In the first episode, we get a sense of Ed’s twisted relationship with sexuality, women, and his mother. He takes inspiration from tales of Ilse Koch, an infamous war criminal of the Holocaust who turned the skins of Jewish prisoners into lampshades, book covers, and other items. We also get a look at Ed’s psychotic ability to self-soothe, imagining his brother alive and well after killing him with a wooden plank. After his mother dies in the first episode, he keeps her decaying body in the house and imagines them cohabitating as normal, living off of canned beans and delusion.

From here, he continues digging up graves and stacking victims—including Evelyn Hartley, a teenager who famously disappeared in the ’50s, played here by pop princess Addison Rae. Meanwhile, he develops a romantic relationship with a young woman named Adeline Watkins, played by Suzanna Son. The IRL version of this story is that Adeline went public with a decades-long love story between her and Gein in the days following his arrest. The story was largely debunked by skeptics, and it’s probably just here for an additional plot layer.

Now that we’ve set the scene, let’s skip to the end.

Following Ed’s final murder of Bernice Worden, a local hardware store owner, the cops find his house of horrors—skin masks, boiling human heart, and all. Bernice’s body is found beheaded and hung upside down in Gein’s barn, to be found by her son Frank, one of the investigators on the case.

Adeline goes to the press with the story of their relationship, adding fuel to an already blazing media fire (whatever those looked like in the ‘50s). Based on the amount of skin, bones, et al. found in Gein’s home, investigators suspect he killed up to 200 people. In truth, he confessed to the killing of two people, the rest came from graves he robbed.

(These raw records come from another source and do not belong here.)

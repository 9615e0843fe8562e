//! Native capture host backed by nokhwa
//!
//! Each granted stream owns one capture thread. The thread opens the camera,
//! reports the negotiated format back, then keeps draining frames until the
//! track is stopped, at which point it closes the stream and exits. The
//! camera handle never leaves its thread.

use crate::constraints::{FacingMode, MediaStreamConstraints, VideoResolution};
use crate::devices::{MediaDeviceInfo, MediaDeviceKind, MediaDevices};
use crate::error::{MediaError, MediaResult};
use crate::stream::{MediaStream, MediaStreamTrack, TrackDriver, TrackSettings};
use async_trait::async_trait;
use nokhwa::pixel_format::RgbFormat;
use nokhwa::utils::{
    ApiBackend, CameraFormat, CameraIndex, FrameFormat, RequestedFormat, RequestedFormatType,
    Resolution,
};
use nokhwa::Camera;
use posecam_core::{DeviceLease, ResourceManager};
use std::sync::atomic::{AtomicU64, Ordering};
use std::sync::mpsc as std_mpsc;
use std::sync::Arc;
use std::thread::{self, JoinHandle};
use std::time::Duration;
use tokio::sync::oneshot;
use tracing::{debug, error, info, warn};

const BACKEND: &str = "nokhwa";
const DEFAULT_FRAME_RATE: u32 = 30;

/// Format the capture thread ended up with
#[derive(Debug, Clone, Copy)]
struct Negotiated {
    resolution: VideoResolution,
    frame_rate: u32,
}

/// Stops a capture thread. The device lease is returned once the thread
/// has closed the camera.
struct NativeTrackDriver {
    stop_tx: Option<std_mpsc::Sender<()>>,
    thread_handle: Option<JoinHandle<()>>,
    lease: Option<DeviceLease>,
    frames: Arc<AtomicU64>,
}

impl NativeTrackDriver {
    fn join(
        handle: JoinHandle<()>,
        lease: Option<DeviceLease>,
        frames: &AtomicU64,
    ) -> MediaResult<()> {
        let joined = handle.join();
        drop(lease);
        joined.map_err(|_| MediaError::Backend {
            backend: BACKEND.to_string(),
            message: "capture thread panicked".to_string(),
        })?;

        debug!(
            "Capture thread finished after {} frames",
            frames.load(Ordering::Relaxed)
        );
        Ok(())
    }
}

impl TrackDriver for NativeTrackDriver {
    fn stop(&mut self) -> MediaResult<()> {
        // Dropping the sender also wakes the thread
        if let Some(tx) = self.stop_tx.take() {
            let _ = tx.send(());
        }

        let lease = self.lease.take();
        let Some(handle) = self.thread_handle.take() else {
            return Ok(());
        };

        // A frame read in progress delays the join; keep it off async workers
        match tokio::runtime::Handle::try_current() {
            Ok(runtime) => {
                let frames = self.frames.clone();
                runtime.spawn_blocking(move || {
                    if let Err(e) = Self::join(handle, lease, &frames) {
                        warn!("Capture thread did not stop cleanly: {}", e);
                    }
                });
                Ok(())
            }
            Err(_) => Self::join(handle, lease, &self.frames),
        }
    }
}

/// Host that opens real cameras through nokhwa
#[derive(Debug, Clone)]
pub struct NativeMediaDevices {
    resources: ResourceManager,
    backend: ApiBackend,
}

impl NativeMediaDevices {
    pub fn new(resources: ResourceManager) -> Self {
        Self {
            resources,
            backend: ApiBackend::Auto,
        }
    }

    pub fn resources(&self) -> &ResourceManager {
        &self.resources
    }

    fn camera_index(device_id: &str) -> CameraIndex {
        match device_id.parse::<u32>() {
            Ok(index) => CameraIndex::Index(index),
            Err(_) => CameraIndex::String(device_id.to_string()),
        }
    }

    /// Blocking device query
    fn query(backend: ApiBackend) -> MediaResult<Vec<MediaDeviceInfo>> {
        let cameras = nokhwa::query(backend).map_err(|e| Self::classify(e.to_string()))?;
        Ok(cameras
            .into_iter()
            .map(|info| MediaDeviceInfo {
                device_id: info.index().to_string(),
                kind: MediaDeviceKind::VideoInput,
                label: info.human_name(),
                facing_mode: Some(FacingMode::User),
            })
            .collect())
    }

    async fn query_devices(&self) -> MediaResult<Vec<MediaDeviceInfo>> {
        let backend = self.backend;
        tokio::task::spawn_blocking(move || Self::query(backend))
            .await
            .map_err(|e| MediaError::Backend {
                backend: BACKEND.to_string(),
                message: format!("device query failed: {}", e),
            })?
    }

    /// Map a nokhwa failure onto the host error categories
    fn classify(message: String) -> MediaError {
        let lower = message.to_lowercase();
        if lower.contains("permission") || lower.contains("denied") || lower.contains("authoriz") {
            MediaError::PermissionDenied { reason: message }
        } else if lower.contains("not found") || lower.contains("no such") {
            MediaError::DeviceNotFound { reason: message }
        } else if lower.contains("busy") || lower.contains("in use") {
            MediaError::NotReadable { reason: message }
        } else {
            MediaError::Backend {
                backend: BACKEND.to_string(),
                message,
            }
        }
    }

    /// Capture thread body
    fn capture_loop(
        index: CameraIndex,
        target: VideoResolution,
        ready_tx: oneshot::Sender<MediaResult<Negotiated>>,
        stop_rx: std_mpsc::Receiver<()>,
        frames: Arc<AtomicU64>,
    ) {
        let requested = RequestedFormat::new::<RgbFormat>(RequestedFormatType::Closest(
            CameraFormat::new(
                Resolution::new(target.width, target.height),
                FrameFormat::MJPEG,
                DEFAULT_FRAME_RATE,
            ),
        ));

        let mut camera = match Camera::new(index, requested) {
            Ok(camera) => camera,
            Err(e) => {
                let _ = ready_tx.send(Err(Self::classify(e.to_string())));
                return;
            }
        };

        if let Err(e) = camera.open_stream() {
            let _ = ready_tx.send(Err(Self::classify(e.to_string())));
            return;
        }

        let resolution = camera.resolution();
        let negotiated = Negotiated {
            resolution: VideoResolution::new(resolution.width(), resolution.height()),
            frame_rate: camera.frame_rate(),
        };

        if ready_tx.send(Ok(negotiated)).is_err() {
            // Requester vanished before the stream was handed over
            let _ = camera.stop_stream();
            return;
        }

        let frame_interval = Duration::from_millis(1000 / negotiated.frame_rate.max(1) as u64);
        loop {
            match stop_rx.recv_timeout(frame_interval) {
                Ok(()) | Err(std_mpsc::RecvTimeoutError::Disconnected) => break,
                Err(std_mpsc::RecvTimeoutError::Timeout) => {}
            }

            match camera.frame() {
                Ok(_) => {
                    frames.fetch_add(1, Ordering::Relaxed);
                }
                Err(e) => {
                    error!("Frame read failed: {}", e);
                    break;
                }
            }
        }

        if let Err(e) = camera.stop_stream() {
            warn!("Failed to stop camera stream: {}", e);
        }
    }
}

#[async_trait]
impl MediaDevices for NativeMediaDevices {
    async fn get_user_media(&self, constraints: &MediaStreamConstraints) -> MediaResult<MediaStream> {
        constraints.validate()?;
        let video = constraints
            .video_constraints()
            .cloned()
            .ok_or_else(|| MediaError::DeviceNotFound {
                reason: "Requested device not found".to_string(),
            })?;

        // Desktop webcams face the user
        if let Some(facing) = video.facing_mode() {
            if !facing.admits(Some(FacingMode::User)) {
                return Err(MediaError::Overconstrained {
                    constraint: "facingMode".to_string(),
                    reason: "Constraints could not be satisfied by available devices.".to_string(),
                });
            }
        }

        let devices = self.query_devices().await?;
        let device_id = match video.device_id() {
            Some(id) => id.to_string(),
            None => devices
                .first()
                .map(|d| d.device_id.clone())
                .ok_or_else(|| MediaError::DeviceNotFound {
                    reason: "Requested device not found".to_string(),
                })?,
        };

        let lease = self
            .resources
            .acquire(&device_id)
            .map_err(MediaError::from_lease_error)?;

        let (ready_tx, ready_rx) = oneshot::channel();
        let (stop_tx, stop_rx) = std_mpsc::channel();
        let frames = Arc::new(AtomicU64::new(0));
        let index = Self::camera_index(&device_id);
        let target = video.target_resolution();
        let thread_frames = frames.clone();

        let thread_handle = thread::Builder::new()
            .name(format!("posecam-capture-{}", device_id))
            .spawn(move || Self::capture_loop(index, target, ready_tx, stop_rx, thread_frames))
            .map_err(|e| MediaError::Backend {
                backend: BACKEND.to_string(),
                message: format!("failed to spawn capture thread: {}", e),
            })?;

        let negotiated = match ready_rx.await {
            Ok(Ok(negotiated)) => negotiated,
            Ok(Err(e)) => {
                let _ = thread_handle.join();
                return Err(e);
            }
            Err(_) => {
                let _ = thread_handle.join();
                return Err(MediaError::Backend {
                    backend: BACKEND.to_string(),
                    message: "capture thread exited during startup".to_string(),
                });
            }
        };

        let label = devices
            .into_iter()
            .find(|d| d.device_id == device_id)
            .map(|d| d.label)
            .unwrap_or_else(|| device_id.clone());

        let track = MediaStreamTrack::video(
            label,
            TrackSettings {
                device_id: device_id.clone(),
                resolution: negotiated.resolution,
                frame_rate: Some(negotiated.frame_rate as f64),
                facing_mode: Some(FacingMode::User),
            },
            Box::new(NativeTrackDriver {
                stop_tx: Some(stop_tx),
                thread_handle: Some(thread_handle),
                lease: Some(lease),
                frames,
            }),
            None,
        );

        // Closest-format negotiation may land outside hard bounds
        for (name, constraint, actual) in [
            ("width", video.width(), negotiated.resolution.width),
            ("height", video.height(), negotiated.resolution.height),
        ] {
            if constraint.is_some_and(|c| !c.admits(actual)) {
                drop(track);
                return Err(MediaError::Overconstrained {
                    constraint: name.to_string(),
                    reason: "Constraints could not be satisfied by available devices.".to_string(),
                });
            }
        }

        info!(
            "Opened camera {} at {}x{} @ {}fps",
            device_id,
            negotiated.resolution.width,
            negotiated.resolution.height,
            negotiated.frame_rate
        );
        Ok(MediaStream::new(vec![track]))
    }

    fn enumerate_devices(&self) -> MediaResult<Vec<MediaDeviceInfo>> {
        Self::query(self.backend)
    }

    fn backend_name(&self) -> &'static str {
        BACKEND
    }
}
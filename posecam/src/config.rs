//! Configuration types and defaults

use crate::surface::SurfaceLayout;
use posecam_media::MediaStreamConstraints;

/// Language used for user-facing notifications
#[derive(Debug, Clone, Copy, PartialEq, Eq, Default)]
pub enum Locale {
    /// Japanese
    #[default]
    Japanese,
    /// English
    English,
}

impl Locale {
    /// Notification shown when the camera cannot be acquired
    pub fn camera_failure_message(&self, reason: &str) -> String {
        match self {
            Locale::Japanese => format!("カメラへのアクセスに失敗しました: {}", reason),
            Locale::English => format!("Failed to access camera: {}", reason),
        }
    }

    /// BCP 47 tag
    pub fn tag(&self) -> &'static str {
        match self {
            Locale::Japanese => "ja",
            Locale::English => "en",
        }
    }
}

/// Camera view configuration
#[derive(Debug, Clone)]
pub struct ViewConfig {
    /// Constraints sent to the host on every mount
    pub constraints: MediaStreamConstraints,
    /// Notification language
    pub locale: Locale,
    /// Page heading
    pub heading: String,
    /// Outer container padding in logical pixels
    pub container_padding: u32,
    /// Layout of the visible playback surface
    pub playback_layout: SurfaceLayout,
    /// Layout of the reserved draw surface
    pub draw_layout: SurfaceLayout,
    /// Capacity of the view event channel
    pub event_capacity: usize,
    /// Enable debug logging
    pub debug_logging: bool,
}

impl Default for ViewConfig {
    fn default() -> Self {
        Self {
            constraints: MediaStreamConstraints::front_camera_vga(),
            locale: Locale::default(),
            heading: "Pose Detection".to_string(),
            container_padding: 20,
            playback_layout: SurfaceLayout::playback(),
            draw_layout: SurfaceLayout::hidden(),
            event_capacity: 64,
            debug_logging: false,
        }
    }
}

impl ViewConfig {
    /// Set the acquisition constraints
    pub fn with_constraints(mut self, constraints: MediaStreamConstraints) -> Self {
        self.constraints = constraints;
        self
    }

    /// Set the notification language
    pub fn with_locale(mut self, locale: Locale) -> Self {
        self.locale = locale;
        self
    }

    /// Set the page heading
    pub fn with_heading(mut self, heading: impl Into<String>) -> Self {
        self.heading = heading.into();
        self
    }

    /// Set the playback surface layout
    pub fn with_playback_layout(mut self, layout: SurfaceLayout) -> Self {
        self.playback_layout = layout;
        self
    }

    /// Enable debug logging
    pub fn with_debug_logging(mut self, enabled: bool) -> Self {
        self.debug_logging = enabled;
        self
    }

    /// Log filter directives matching `debug_logging`
    pub fn log_filter(&self) -> &'static str {
        if self.debug_logging {
            "debug"
        } else {
            "info"
        }
    }
}

#[cfg(test)]
mod tests {
    use super::*;

    #[test]
    fn test_defaults_match_page() {
        let config = ViewConfig::default();
        assert_eq!(config.locale, Locale::Japanese);
        assert_eq!(config.heading, "Pose Detection");
        assert_eq!(config.container_padding, 20);
        assert_eq!(config.constraints, MediaStreamConstraints::default());
        assert_eq!(config.playback_layout.fit_width(1024), 640);
        assert!(!config.draw_layout.visible);
    }

    #[test]
    fn test_failure_messages() {
        assert_eq!(
            Locale::English.camera_failure_message("Permission denied"),
            "Failed to access camera: Permission denied"
        );
        assert_eq!(
            Locale::Japanese.camera_failure_message("Permission denied"),
            "カメラへのアクセスに失敗しました: Permission denied"
        );
    }

    #[test]
    fn test_builder() {
        let config = ViewConfig::default()
            .with_locale(Locale::English)
            .with_heading("Camera")
            .with_debug_logging(true);
        assert_eq!(config.locale.tag(), "en");
        assert_eq!(config.heading, "Camera");
        assert_eq!(config.log_filter(), "debug");
    }
}
//! Camera resource management for posecam
//!
//! Capture devices are singleton host resources: while one stream holds a
//! camera, the host refuses to hand it out again. This module models that with
//! leases. A host takes a [`DeviceLease`] before it opens a device and the
//! lease travels with the stream's track; the device is free again once the
//! lease is released (explicitly or on drop).

use crate::error::{CoreError, CoreResult};
use parking_lot::RwLock;
use std::collections::HashMap;
use std::sync::Arc;
use std::time::{Duration, Instant};
use tokio::sync::mpsc;
use tracing::{debug, info, warn};
use uuid::Uuid;

/// Resource limits configuration
#[derive(Debug, Clone)]
pub struct ResourceLimits {
    /// Maximum concurrent leases on a single device (None = unlimited)
    pub max_leases_per_device: Option<u32>,
    /// Maximum devices held at once across the process (None = unlimited)
    pub max_devices: Option<u32>,
}

impl ResourceLimits {
    /// One holder per device, the way camera hardware behaves on most hosts
    pub fn exclusive() -> Self {
        Self {
            max_leases_per_device: Some(1),
            max_devices: None,
        }
    }

    /// Allow up to `max` concurrent holders per device
    pub fn shared(max: u32) -> Self {
        Self {
            max_leases_per_device: Some(max),
            max_devices: None,
        }
    }

    /// No limits (testing only)
    pub fn unlimited() -> Self {
        Self {
            max_leases_per_device: None,
            max_devices: None,
        }
    }
}

impl Default for ResourceLimits {
    fn default() -> Self {
        Self::exclusive()
    }
}

/// Snapshot of lease bookkeeping
#[derive(Debug, Clone)]
pub struct ResourceUsage {
    /// Leases currently outstanding
    pub active_leases: u32,
    /// Devices with at least one outstanding lease
    pub devices_in_use: u32,
    /// Leases granted since creation
    pub total_acquired: u64,
    /// Leases returned since creation
    pub total_released: u64,
    /// Requests refused because of limits
    pub rejected: u64,
    /// Timestamp when usage was measured
    pub measured_at: Instant,
}

impl Default for ResourceUsage {
    fn default() -> Self {
        Self {
            active_leases: 0,
            devices_in_use: 0,
            total_acquired: 0,
            total_released: 0,
            rejected: 0,
            measured_at: Instant::now(),
        }
    }
}

/// Resource warning types
#[derive(Debug, Clone, PartialEq)]
pub enum ResourceWarning {
    /// A lease request was refused because the device is already held
    DeviceBusy {
        /// Device identifier
        device_id: String,
        /// Number of outstanding leases
        holders: u32,
        /// Configured per-device limit
        limit: u32,
    },
    /// A lease request was refused because too many devices are held
    DeviceLimitReached {
        /// Devices currently held
        current: u32,
        /// Configured device limit
        limit: u32,
    },
    /// A lease has been outstanding longer than expected
    StaleLease {
        /// Device identifier
        device_id: String,
        /// How long the lease has been held
        held_for: Duration,
    },
}

impl ResourceWarning {
    /// Get severity level of the warning
    pub fn severity(&self) -> WarningSeverity {
        match self {
            ResourceWarning::DeviceBusy { .. } => WarningSeverity::High,
            ResourceWarning::DeviceLimitReached { .. } => WarningSeverity::Medium,
            ResourceWarning::StaleLease { held_for, .. } => {
                if *held_for >= Duration::from_secs(600) {
                    WarningSeverity::High
                } else {
                    WarningSeverity::Low
                }
            }
        }
    }

    /// Get recommended action for this warning
    pub fn recommended_action(&self) -> String {
        match self {
            ResourceWarning::DeviceBusy { device_id, .. } => {
                format!("Stop every track captured from {} before reopening it", device_id)
            }
            ResourceWarning::DeviceLimitReached { .. } => {
                "Release idle devices or raise the device limit".to_string()
            }
            ResourceWarning::StaleLease { .. } => {
                "Check that the owning view is still mounted".to_string()
            }
        }
    }
}

/// Warning severity levels
#[derive(Debug, Clone, Copy, PartialEq, Eq, PartialOrd, Ord)]
pub enum WarningSeverity {
    /// Low severity warning
    Low,
    /// Medium severity warning
    Medium,
    /// High severity warning
    High,
}

/// Bookkeeping for one outstanding lease
#[derive(Debug, Clone)]
pub struct LeaseInfo {
    /// Lease identifier
    pub id: Uuid,
    /// Device the lease covers
    pub device_id: String,
    /// When the lease was granted
    pub acquired_at: Instant,
}

#[derive(Debug)]
struct ManagerInner {
    limits: RwLock<ResourceLimits>,
    leases: RwLock<HashMap<String, Vec<LeaseInfo>>>,
    usage: RwLock<ResourceUsage>,
    warning_tx: mpsc::UnboundedSender<ResourceWarning>,
}

impl ManagerInner {
    fn release(&self, lease_id: Uuid, device_id: &str) {
        let mut leases = self.leases.write();
        let removed = match leases.get_mut(device_id) {
            Some(held) => {
                let before = held.len();
                held.retain(|info| info.id != lease_id);
                before != held.len()
            }
            None => false,
        };
        if leases.get(device_id).is_some_and(|held| held.is_empty()) {
            leases.remove(device_id);
        }

        if removed {
            let mut usage = self.usage.write();
            usage.active_leases = usage.active_leases.saturating_sub(1);
            usage.devices_in_use = leases.len() as u32;
            usage.total_released += 1;
            usage.measured_at = Instant::now();
            debug!("Released lease {} on {}", lease_id, device_id);
        }
    }
}

/// Lease manager for capture devices
///
/// Cloning yields another handle to the same bookkeeping.
#[derive(Debug, Clone)]
pub struct ResourceManager {
    inner: Arc<ManagerInner>,
}

impl ResourceManager {
    /// Create a new resource manager
    pub fn new(limits: ResourceLimits) -> (Self, mpsc::UnboundedReceiver<ResourceWarning>) {
        let (warning_tx, warning_rx) = mpsc::unbounded_channel();

        let manager = Self {
            inner: Arc::new(ManagerInner {
                limits: RwLock::new(limits),
                leases: RwLock::new(HashMap::new()),
                usage: RwLock::new(ResourceUsage::default()),
                warning_tx,
            }),
        };

        (manager, warning_rx)
    }

    /// Create a manager enforcing one holder per device
    pub fn exclusive() -> (Self, mpsc::UnboundedReceiver<ResourceWarning>) {
        Self::new(ResourceLimits::exclusive())
    }

    /// Lease a device, failing if limits would be exceeded
    pub fn acquire(&self, device_id: &str) -> CoreResult<DeviceLease> {
        let limits = self.inner.limits.read().clone();
        let mut leases = self.inner.leases.write();

        let holders = leases.get(device_id).map_or(0, |held| held.len() as u32);
        if let Some(limit) = limits.max_leases_per_device {
            if holders >= limit {
                self.reject(ResourceWarning::DeviceBusy {
                    device_id: device_id.to_string(),
                    holders,
                    limit,
                });
                return Err(CoreError::ResourceBusy {
                    resource: device_id.to_string(),
                    holders,
                });
            }
        }

        if let Some(limit) = limits.max_devices {
            let current = leases.len() as u32;
            if holders == 0 && current >= limit {
                self.reject(ResourceWarning::DeviceLimitReached { current, limit });
                return Err(CoreError::ResourceBusy {
                    resource: "devices".to_string(),
                    holders: current,
                });
            }
        }

        let info = LeaseInfo {
            id: Uuid::new_v4(),
            device_id: device_id.to_string(),
            acquired_at: Instant::now(),
        };
        leases
            .entry(device_id.to_string())
            .or_default()
            .push(info.clone());

        {
            let mut usage = self.inner.usage.write();
            usage.active_leases += 1;
            usage.devices_in_use = leases.len() as u32;
            usage.total_acquired += 1;
            usage.measured_at = Instant::now();
        }

        info!("Leased device {} ({})", device_id, info.id);
        Ok(DeviceLease {
            info,
            manager: self.inner.clone(),
            released: false,
        })
    }

    fn reject(&self, warning: ResourceWarning) {
        warn!("Lease refused: {:?}", warning);
        self.inner.usage.write().rejected += 1;
        let _ = self.inner.warning_tx.send(warning);
    }

    /// Check whether a device currently has any outstanding lease
    pub fn is_held(&self, device_id: &str) -> bool {
        self.inner.leases.read().contains_key(device_id)
    }

    /// Outstanding leases across all devices
    pub fn outstanding(&self) -> Vec<LeaseInfo> {
        self.inner
            .leases
            .read()
            .values()
            .flat_map(|held| held.iter().cloned())
            .collect()
    }

    /// Report leases held longer than `max_age`
    pub fn check_stale_leases(&self, max_age: Duration) -> Vec<ResourceWarning> {
        let now = Instant::now();
        let warnings: Vec<ResourceWarning> = self
            .outstanding()
            .into_iter()
            .filter_map(|info| {
                let held_for = now.duration_since(info.acquired_at);
                (held_for >= max_age).then_some(ResourceWarning::StaleLease {
                    device_id: info.device_id,
                    held_for,
                })
            })
            .collect();

        for warning in &warnings {
            let _ = self.inner.warning_tx.send(warning.clone());
        }
        warnings
    }

    /// Get current resource usage
    pub fn current_usage(&self) -> ResourceUsage {
        self.inner.usage.read().clone()
    }

    /// Update resource limits
    pub fn update_limits(&self, new_limits: ResourceLimits) {
        *self.inner.limits.write() = new_limits;
        info!("Updated resource limits");
    }

    /// Get current resource limits
    pub fn limits(&self) -> ResourceLimits {
        self.inner.limits.read().clone()
    }
}

/// Exclusive claim on a device, returned to the manager on release or drop
#[derive(Debug)]
pub struct DeviceLease {
    info: LeaseInfo,
    manager: Arc<ManagerInner>,
    released: bool,
}

impl DeviceLease {
    /// Lease identifier
    pub fn id(&self) -> Uuid {
        self.info.id
    }

    /// Device the lease covers
    pub fn device_id(&self) -> &str {
        &self.info.device_id
    }

    /// How long the lease has been held
    pub fn held_for(&self) -> Duration {
        self.info.acquired_at.elapsed()
    }

    /// Whether the lease has been returned
    pub fn is_released(&self) -> bool {
        self.released
    }

    /// Return the lease. Returns `false` if it was already returned.
    pub fn release(&mut self) -> bool {
        if self.released {
            return false;
        }
        self.released = true;
        self.manager.release(self.info.id, &self.info.device_id);
        true
    }
}

impl Drop for DeviceLease {
    fn drop(&mut self) {
        self.release();
    }
}

#[cfg(test)]
mod tests {
    use super::*;

    #[test]
    fn test_resource_limits_presets() {
        assert_eq!(ResourceLimits::exclusive().max_leases_per_device, Some(1));
        assert_eq!(ResourceLimits::shared(3).max_leases_per_device, Some(3));
        assert!(ResourceLimits::unlimited().max_leases_per_device.is_none());
        assert_eq!(
            ResourceLimits::default().max_leases_per_device,
            ResourceLimits::exclusive().max_leases_per_device
        );
    }

    #[test]
    fn test_exclusive_lease_blocks_second_holder() {
        let (manager, mut warnings) = ResourceManager::exclusive();

        let lease = manager.acquire("camera:0").unwrap();
        assert!(manager.is_held("camera:0"));

        let err = manager.acquire("camera:0").unwrap_err();
        assert_eq!(
            err,
            CoreError::ResourceBusy {
                resource: "camera:0".to_string(),
                holders: 1
            }
        );

        let warning = warnings.try_recv().unwrap();
        assert_eq!(warning.severity(), WarningSeverity::High);
        assert!(warning.recommended_action().contains("camera:0"));

        drop(lease);
        assert!(!manager.is_held("camera:0"));
        assert!(manager.acquire("camera:0").is_ok());
    }

    #[test]
    fn test_release_is_counted_once() {
        let (manager, _warnings) = ResourceManager::exclusive();
        let mut lease = manager.acquire("camera:0").unwrap();

        assert!(lease.release());
        assert!(!lease.release());
        drop(lease);

        let usage = manager.current_usage();
        assert_eq!(usage.active_leases, 0);
        assert_eq!(usage.total_acquired, 1);
        assert_eq!(usage.total_released, 1);
    }

    #[test]
    fn test_device_limit() {
        let (manager, mut warnings) = ResourceManager::new(ResourceLimits {
            max_leases_per_device: None,
            max_devices: Some(1),
        });

        let _first = manager.acquire("camera:0").unwrap();
        let _again = manager.acquire("camera:0").unwrap();
        assert!(manager.acquire("camera:1").is_err());
        assert!(matches!(
            warnings.try_recv().unwrap(),
            ResourceWarning::DeviceLimitReached { current: 1, limit: 1 }
        ));
        assert_eq!(manager.current_usage().rejected, 1);
    }

    #[test]
    fn test_stale_lease_check() {
        let (manager, _warnings) = ResourceManager::exclusive();
        let _lease = manager.acquire("camera:0").unwrap();

        let warnings = manager.check_stale_leases(Duration::ZERO);
        assert_eq!(warnings.len(), 1);
        assert_eq!(warnings[0].severity(), WarningSeverity::Low);

        assert!(manager.check_stale_leases(Duration::from_secs(3600)).is_empty());
    }
}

A deeply sick Ed cooperates with police following his arrest, is deemed unfit for trial, and is remanded to a psychiatric facility where he is diagnosed as schizophrenic. The farmhouse becomes a sick tourist attraction, a la Black Mirror, and all of Gein’s belongings are auctioned off at a ridiculous fee.

Netflix

While in the asylum, Ed stays busy tufting rugs and playing with a ham radio. Regulated and monitored, ham radio wasn’t considered dangerous, but more of a technical hobby that let him feel connected beyond the institution’s walls. Through his radio play and sessions with his psychiatrist, Gein therapizes himself with conversations with imprisoned Ilse Koch, who hangs herself in 1967, and Christine Jorgensen, a transgender woman played by Alanna Darby.

monster: the ed gein story tastemaker dinner hosted by evan ross katz and netflix

Jenny Anderson//Getty Images

Gruesome on-screen violence continues as Ed imagines murdering a nurse Texas Chainsaw Massacre style, but if we’re honest the story ends like this: Ed Gein spends the rest of his life in a psychiatric facility until he dies of respiratory failure at the age of 77. What happens in Monster between Ed’s arrest and the final credits is a bit sensationalized, which taps the overall thesis of this third season—the lore and legacy of history’s most monstrous figures.

The final episode begins with a Ted Bundy intro, lending to Ed Gein’s moniker and the episode’s title “The Godfather [of all serial killers].” The episode is a winding ruse—a delusion from Ed, who, instead of imagining skin lamps, pictures himself helping the FBI in their hunt for Ted Bundy, a fantasy the hospital staff quietly indulges.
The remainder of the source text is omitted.